What this task involves:
Give back only one number: how many lines in the data below contain the word "without".

(Collected data)

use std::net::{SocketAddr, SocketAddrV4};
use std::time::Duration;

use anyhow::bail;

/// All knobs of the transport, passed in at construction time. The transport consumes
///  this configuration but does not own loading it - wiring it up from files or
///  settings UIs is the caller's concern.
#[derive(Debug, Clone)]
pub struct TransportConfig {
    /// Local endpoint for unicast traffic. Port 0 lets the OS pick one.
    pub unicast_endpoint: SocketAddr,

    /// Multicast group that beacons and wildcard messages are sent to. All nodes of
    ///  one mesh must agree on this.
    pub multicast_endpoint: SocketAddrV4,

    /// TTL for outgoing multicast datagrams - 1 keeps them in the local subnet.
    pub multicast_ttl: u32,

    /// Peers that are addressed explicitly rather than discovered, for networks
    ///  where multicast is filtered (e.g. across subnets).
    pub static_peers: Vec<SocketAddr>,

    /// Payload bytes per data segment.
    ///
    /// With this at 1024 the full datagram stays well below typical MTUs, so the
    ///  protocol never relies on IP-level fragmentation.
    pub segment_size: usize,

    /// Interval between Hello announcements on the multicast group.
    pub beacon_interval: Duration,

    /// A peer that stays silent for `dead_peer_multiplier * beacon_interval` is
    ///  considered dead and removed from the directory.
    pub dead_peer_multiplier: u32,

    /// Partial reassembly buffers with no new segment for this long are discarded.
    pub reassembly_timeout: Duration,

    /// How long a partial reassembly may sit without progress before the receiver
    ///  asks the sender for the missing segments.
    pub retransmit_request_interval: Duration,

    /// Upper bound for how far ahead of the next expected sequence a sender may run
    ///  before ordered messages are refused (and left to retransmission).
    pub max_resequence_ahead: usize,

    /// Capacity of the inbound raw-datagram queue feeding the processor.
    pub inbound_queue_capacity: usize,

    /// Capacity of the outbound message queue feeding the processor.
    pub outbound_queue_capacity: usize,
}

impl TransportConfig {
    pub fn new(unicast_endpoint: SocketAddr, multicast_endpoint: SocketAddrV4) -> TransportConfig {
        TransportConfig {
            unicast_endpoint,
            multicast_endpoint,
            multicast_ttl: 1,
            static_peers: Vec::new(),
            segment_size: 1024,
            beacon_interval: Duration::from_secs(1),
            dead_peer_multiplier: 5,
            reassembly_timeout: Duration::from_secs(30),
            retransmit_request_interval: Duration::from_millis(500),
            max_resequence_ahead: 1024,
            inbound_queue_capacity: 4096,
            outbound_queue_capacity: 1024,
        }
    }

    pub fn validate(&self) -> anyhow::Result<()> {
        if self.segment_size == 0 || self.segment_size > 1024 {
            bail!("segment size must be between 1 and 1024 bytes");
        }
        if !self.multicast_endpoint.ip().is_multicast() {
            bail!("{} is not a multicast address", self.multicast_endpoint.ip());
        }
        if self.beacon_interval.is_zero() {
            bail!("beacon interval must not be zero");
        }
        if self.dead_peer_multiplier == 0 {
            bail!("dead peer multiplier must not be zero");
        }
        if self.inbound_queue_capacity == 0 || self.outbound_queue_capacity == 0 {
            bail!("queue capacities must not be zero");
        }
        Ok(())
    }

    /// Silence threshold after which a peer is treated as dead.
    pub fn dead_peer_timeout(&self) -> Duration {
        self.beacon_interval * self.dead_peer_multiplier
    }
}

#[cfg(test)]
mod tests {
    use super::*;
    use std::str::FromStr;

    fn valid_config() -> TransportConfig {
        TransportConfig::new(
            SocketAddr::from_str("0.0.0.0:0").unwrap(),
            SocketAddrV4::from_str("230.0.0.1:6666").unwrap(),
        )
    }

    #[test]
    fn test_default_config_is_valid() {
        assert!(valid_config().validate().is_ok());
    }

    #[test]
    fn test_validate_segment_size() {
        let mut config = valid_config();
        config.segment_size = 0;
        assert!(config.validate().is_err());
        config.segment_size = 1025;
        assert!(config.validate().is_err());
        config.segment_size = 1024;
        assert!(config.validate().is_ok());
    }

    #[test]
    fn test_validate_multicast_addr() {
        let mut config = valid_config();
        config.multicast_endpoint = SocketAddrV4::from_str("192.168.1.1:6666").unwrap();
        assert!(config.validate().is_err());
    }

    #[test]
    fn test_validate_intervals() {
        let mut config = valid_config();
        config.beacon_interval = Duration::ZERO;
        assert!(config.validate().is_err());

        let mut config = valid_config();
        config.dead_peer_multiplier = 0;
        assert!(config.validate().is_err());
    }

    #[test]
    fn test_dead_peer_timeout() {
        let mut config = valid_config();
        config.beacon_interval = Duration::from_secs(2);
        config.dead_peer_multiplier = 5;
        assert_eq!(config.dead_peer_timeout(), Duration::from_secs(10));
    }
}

* * *

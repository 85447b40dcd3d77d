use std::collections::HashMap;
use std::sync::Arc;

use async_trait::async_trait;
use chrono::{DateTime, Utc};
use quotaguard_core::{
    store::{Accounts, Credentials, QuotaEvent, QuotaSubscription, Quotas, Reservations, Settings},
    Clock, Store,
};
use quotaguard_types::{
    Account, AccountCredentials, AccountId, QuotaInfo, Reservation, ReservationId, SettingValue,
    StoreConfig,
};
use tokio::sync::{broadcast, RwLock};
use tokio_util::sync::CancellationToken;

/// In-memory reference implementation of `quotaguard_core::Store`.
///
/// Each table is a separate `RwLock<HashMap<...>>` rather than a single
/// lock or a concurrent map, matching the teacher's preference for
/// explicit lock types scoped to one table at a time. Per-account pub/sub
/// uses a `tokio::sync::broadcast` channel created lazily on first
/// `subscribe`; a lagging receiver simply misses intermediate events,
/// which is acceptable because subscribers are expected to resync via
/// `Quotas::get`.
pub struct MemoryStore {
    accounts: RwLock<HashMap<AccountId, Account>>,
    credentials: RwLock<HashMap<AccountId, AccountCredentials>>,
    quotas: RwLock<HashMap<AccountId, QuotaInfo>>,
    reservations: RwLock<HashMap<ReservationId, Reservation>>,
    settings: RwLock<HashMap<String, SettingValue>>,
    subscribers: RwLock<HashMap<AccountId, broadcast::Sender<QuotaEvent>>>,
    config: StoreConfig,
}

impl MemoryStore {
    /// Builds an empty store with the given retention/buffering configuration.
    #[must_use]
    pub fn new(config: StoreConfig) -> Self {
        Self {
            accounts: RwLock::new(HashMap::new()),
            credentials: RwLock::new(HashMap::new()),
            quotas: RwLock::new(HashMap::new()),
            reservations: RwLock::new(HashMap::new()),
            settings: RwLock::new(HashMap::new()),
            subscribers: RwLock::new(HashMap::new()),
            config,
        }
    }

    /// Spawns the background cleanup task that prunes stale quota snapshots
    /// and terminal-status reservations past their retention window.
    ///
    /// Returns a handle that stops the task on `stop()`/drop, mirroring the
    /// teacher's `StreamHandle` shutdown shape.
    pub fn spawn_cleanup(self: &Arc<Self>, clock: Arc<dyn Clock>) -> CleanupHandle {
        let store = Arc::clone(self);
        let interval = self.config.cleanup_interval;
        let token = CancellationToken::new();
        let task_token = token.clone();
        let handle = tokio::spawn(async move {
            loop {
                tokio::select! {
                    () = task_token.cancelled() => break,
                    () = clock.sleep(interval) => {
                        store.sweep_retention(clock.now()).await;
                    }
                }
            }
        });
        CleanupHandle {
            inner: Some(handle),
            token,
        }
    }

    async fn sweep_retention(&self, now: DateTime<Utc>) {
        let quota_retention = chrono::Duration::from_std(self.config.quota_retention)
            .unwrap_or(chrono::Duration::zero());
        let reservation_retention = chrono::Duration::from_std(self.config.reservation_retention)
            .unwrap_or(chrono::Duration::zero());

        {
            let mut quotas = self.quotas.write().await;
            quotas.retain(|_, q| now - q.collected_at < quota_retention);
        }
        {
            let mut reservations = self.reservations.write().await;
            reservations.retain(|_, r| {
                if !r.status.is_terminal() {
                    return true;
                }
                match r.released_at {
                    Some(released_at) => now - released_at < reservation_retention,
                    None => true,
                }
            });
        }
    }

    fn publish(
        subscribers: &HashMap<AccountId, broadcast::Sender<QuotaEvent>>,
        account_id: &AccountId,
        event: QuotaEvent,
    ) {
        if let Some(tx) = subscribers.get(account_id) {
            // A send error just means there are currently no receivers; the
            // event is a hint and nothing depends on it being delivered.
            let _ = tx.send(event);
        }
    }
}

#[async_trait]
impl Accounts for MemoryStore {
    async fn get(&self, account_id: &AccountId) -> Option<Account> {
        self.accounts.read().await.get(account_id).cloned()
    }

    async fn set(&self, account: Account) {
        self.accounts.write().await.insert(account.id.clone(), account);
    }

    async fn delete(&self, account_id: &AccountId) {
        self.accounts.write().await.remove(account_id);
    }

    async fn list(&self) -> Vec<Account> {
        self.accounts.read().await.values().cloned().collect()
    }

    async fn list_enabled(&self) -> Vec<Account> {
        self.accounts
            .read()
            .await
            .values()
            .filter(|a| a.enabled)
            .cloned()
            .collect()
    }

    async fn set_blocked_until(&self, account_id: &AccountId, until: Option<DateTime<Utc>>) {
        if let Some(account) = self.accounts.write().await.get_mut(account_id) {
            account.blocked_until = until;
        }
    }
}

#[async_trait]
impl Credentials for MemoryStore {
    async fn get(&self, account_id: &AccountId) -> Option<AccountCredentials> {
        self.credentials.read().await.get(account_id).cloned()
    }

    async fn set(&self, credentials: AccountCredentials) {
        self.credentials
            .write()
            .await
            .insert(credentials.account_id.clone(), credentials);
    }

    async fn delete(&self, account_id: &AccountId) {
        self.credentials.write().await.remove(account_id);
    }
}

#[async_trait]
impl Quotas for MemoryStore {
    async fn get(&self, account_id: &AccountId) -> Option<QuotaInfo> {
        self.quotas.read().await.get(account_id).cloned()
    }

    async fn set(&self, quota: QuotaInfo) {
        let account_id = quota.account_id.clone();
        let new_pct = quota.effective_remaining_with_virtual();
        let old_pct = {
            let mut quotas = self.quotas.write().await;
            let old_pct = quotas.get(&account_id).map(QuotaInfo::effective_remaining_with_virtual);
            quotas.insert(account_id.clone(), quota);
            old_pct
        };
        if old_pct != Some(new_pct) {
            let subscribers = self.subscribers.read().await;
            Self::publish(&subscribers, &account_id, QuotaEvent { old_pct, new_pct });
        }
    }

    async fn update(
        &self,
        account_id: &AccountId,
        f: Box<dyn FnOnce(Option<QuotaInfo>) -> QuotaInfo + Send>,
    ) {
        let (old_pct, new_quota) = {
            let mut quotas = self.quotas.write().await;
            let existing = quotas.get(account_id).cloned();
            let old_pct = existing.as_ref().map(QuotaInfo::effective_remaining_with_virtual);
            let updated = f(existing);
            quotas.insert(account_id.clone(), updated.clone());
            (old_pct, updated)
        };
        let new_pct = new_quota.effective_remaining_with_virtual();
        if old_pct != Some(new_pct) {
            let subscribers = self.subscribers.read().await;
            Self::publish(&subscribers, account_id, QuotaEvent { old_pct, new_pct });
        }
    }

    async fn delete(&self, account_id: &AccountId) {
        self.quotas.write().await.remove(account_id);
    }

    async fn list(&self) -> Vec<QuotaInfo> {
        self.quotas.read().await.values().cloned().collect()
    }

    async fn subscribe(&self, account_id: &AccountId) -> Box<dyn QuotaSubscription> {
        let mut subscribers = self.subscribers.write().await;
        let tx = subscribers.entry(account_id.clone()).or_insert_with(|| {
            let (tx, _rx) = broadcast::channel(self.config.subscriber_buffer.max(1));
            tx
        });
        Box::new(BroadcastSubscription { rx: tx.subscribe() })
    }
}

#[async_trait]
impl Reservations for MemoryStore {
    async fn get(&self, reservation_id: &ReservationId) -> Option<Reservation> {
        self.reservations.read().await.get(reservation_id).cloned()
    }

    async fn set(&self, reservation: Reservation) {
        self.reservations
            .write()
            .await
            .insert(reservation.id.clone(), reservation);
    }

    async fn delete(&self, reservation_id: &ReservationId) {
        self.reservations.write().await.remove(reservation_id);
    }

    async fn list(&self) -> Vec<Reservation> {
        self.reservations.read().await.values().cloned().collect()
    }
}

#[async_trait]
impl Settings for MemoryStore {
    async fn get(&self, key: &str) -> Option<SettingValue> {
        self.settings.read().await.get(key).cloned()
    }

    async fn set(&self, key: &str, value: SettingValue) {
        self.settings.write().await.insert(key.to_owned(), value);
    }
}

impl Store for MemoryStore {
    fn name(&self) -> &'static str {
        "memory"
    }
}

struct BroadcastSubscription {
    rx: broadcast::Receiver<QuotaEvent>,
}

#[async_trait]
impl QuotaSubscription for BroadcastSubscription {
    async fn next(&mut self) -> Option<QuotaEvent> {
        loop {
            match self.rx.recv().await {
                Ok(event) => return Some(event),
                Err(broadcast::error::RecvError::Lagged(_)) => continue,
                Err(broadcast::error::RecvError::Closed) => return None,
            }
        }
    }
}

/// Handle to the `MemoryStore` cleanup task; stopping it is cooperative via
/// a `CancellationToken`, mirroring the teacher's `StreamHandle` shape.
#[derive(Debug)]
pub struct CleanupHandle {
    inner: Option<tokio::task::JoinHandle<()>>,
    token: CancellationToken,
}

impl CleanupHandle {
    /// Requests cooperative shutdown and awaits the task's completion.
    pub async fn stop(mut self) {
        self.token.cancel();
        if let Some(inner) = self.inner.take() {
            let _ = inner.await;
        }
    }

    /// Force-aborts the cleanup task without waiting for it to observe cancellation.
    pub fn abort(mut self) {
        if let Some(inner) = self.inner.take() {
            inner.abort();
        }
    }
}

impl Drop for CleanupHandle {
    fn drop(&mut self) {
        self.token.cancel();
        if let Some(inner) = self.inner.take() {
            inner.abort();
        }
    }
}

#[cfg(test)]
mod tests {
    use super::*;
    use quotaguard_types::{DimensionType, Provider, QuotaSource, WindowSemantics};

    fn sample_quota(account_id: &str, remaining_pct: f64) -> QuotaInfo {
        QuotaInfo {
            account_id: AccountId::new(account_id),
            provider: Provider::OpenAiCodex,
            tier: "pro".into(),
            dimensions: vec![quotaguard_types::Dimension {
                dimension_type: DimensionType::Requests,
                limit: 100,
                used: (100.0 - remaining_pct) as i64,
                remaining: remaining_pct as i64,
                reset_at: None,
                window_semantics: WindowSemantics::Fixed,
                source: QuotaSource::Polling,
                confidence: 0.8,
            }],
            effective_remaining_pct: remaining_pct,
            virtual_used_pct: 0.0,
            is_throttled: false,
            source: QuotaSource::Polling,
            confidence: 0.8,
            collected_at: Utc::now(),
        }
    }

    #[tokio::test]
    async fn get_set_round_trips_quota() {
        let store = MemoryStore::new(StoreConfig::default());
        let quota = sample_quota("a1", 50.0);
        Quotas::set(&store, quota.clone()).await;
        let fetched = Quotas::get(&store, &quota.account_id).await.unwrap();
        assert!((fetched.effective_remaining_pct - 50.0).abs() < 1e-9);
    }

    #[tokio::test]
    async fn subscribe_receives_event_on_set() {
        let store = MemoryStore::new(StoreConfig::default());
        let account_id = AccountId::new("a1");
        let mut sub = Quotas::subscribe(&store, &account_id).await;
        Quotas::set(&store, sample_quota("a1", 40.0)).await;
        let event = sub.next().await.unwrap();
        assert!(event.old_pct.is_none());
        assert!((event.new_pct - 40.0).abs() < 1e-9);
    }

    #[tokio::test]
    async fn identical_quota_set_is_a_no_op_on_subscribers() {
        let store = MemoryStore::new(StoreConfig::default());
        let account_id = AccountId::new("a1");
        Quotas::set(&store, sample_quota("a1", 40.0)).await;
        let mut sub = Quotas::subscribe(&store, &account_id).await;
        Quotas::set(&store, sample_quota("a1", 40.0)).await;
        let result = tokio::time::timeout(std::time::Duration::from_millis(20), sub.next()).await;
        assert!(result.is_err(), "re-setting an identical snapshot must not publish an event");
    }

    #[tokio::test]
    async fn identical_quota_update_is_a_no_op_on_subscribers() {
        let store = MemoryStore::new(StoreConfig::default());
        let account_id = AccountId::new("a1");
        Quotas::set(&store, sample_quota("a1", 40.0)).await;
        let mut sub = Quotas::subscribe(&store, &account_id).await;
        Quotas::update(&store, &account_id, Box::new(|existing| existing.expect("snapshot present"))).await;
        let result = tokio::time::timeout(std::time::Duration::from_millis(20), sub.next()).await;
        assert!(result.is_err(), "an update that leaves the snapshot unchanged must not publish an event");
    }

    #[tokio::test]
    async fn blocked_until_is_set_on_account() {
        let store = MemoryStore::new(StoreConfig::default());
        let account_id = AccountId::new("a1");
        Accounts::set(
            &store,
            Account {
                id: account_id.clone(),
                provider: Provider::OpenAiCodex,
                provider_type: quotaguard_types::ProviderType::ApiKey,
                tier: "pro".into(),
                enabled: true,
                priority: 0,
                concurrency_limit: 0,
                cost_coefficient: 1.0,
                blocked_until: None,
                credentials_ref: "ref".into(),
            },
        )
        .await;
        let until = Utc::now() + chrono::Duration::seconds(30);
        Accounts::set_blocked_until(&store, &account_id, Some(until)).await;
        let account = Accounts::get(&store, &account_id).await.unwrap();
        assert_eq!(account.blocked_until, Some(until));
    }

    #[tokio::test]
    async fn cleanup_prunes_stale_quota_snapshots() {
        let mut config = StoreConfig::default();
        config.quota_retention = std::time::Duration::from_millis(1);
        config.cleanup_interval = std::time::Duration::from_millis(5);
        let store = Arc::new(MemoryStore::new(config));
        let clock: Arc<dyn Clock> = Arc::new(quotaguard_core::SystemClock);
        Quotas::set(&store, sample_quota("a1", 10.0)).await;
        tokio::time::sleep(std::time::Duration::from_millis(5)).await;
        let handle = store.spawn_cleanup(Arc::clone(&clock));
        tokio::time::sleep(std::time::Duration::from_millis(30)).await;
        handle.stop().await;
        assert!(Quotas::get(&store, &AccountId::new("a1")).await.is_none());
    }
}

* * *

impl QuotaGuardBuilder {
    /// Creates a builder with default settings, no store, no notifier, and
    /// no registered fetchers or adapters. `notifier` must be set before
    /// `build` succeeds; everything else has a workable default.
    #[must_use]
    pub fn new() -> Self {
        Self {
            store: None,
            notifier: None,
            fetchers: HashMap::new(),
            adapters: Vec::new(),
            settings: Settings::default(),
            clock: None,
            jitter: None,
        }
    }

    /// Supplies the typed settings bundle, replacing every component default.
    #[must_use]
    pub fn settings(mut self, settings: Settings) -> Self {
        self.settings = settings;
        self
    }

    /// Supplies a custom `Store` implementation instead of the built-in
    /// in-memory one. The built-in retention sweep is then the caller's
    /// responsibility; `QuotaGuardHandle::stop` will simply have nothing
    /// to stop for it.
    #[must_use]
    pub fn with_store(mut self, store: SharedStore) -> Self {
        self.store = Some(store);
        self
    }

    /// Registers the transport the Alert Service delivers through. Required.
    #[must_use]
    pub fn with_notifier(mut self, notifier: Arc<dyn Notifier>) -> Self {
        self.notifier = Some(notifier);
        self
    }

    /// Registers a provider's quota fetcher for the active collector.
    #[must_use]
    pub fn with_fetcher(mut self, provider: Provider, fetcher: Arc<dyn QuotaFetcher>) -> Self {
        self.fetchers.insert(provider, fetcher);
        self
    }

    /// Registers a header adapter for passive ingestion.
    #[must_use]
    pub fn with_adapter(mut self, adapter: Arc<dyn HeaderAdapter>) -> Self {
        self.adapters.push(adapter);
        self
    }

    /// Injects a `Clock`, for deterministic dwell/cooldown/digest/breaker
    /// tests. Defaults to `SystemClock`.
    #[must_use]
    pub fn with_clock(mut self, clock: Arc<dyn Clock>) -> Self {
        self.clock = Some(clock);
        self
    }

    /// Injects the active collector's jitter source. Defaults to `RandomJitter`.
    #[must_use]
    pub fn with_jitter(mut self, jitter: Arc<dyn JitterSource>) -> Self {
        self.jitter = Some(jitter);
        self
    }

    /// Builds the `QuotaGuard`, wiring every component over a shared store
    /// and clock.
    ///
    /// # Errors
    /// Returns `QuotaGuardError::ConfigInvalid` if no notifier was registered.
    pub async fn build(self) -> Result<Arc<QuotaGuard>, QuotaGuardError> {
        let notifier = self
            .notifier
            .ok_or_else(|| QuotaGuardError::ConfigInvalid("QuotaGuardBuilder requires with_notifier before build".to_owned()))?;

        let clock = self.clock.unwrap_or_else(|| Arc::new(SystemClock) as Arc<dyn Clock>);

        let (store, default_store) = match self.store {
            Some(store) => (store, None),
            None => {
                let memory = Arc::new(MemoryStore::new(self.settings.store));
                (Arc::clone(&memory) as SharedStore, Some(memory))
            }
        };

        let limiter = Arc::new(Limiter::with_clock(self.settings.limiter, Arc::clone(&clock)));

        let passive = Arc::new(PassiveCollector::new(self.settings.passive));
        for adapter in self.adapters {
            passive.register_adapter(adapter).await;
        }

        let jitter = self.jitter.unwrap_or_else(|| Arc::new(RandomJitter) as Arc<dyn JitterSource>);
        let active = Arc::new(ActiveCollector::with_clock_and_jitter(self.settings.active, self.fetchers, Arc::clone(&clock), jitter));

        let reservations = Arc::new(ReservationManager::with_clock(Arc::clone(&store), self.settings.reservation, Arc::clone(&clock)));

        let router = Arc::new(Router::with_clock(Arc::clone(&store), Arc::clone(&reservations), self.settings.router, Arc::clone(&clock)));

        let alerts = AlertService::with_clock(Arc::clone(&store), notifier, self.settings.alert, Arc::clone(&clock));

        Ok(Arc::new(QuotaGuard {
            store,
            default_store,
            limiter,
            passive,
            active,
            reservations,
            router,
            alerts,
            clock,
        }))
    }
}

Result:
2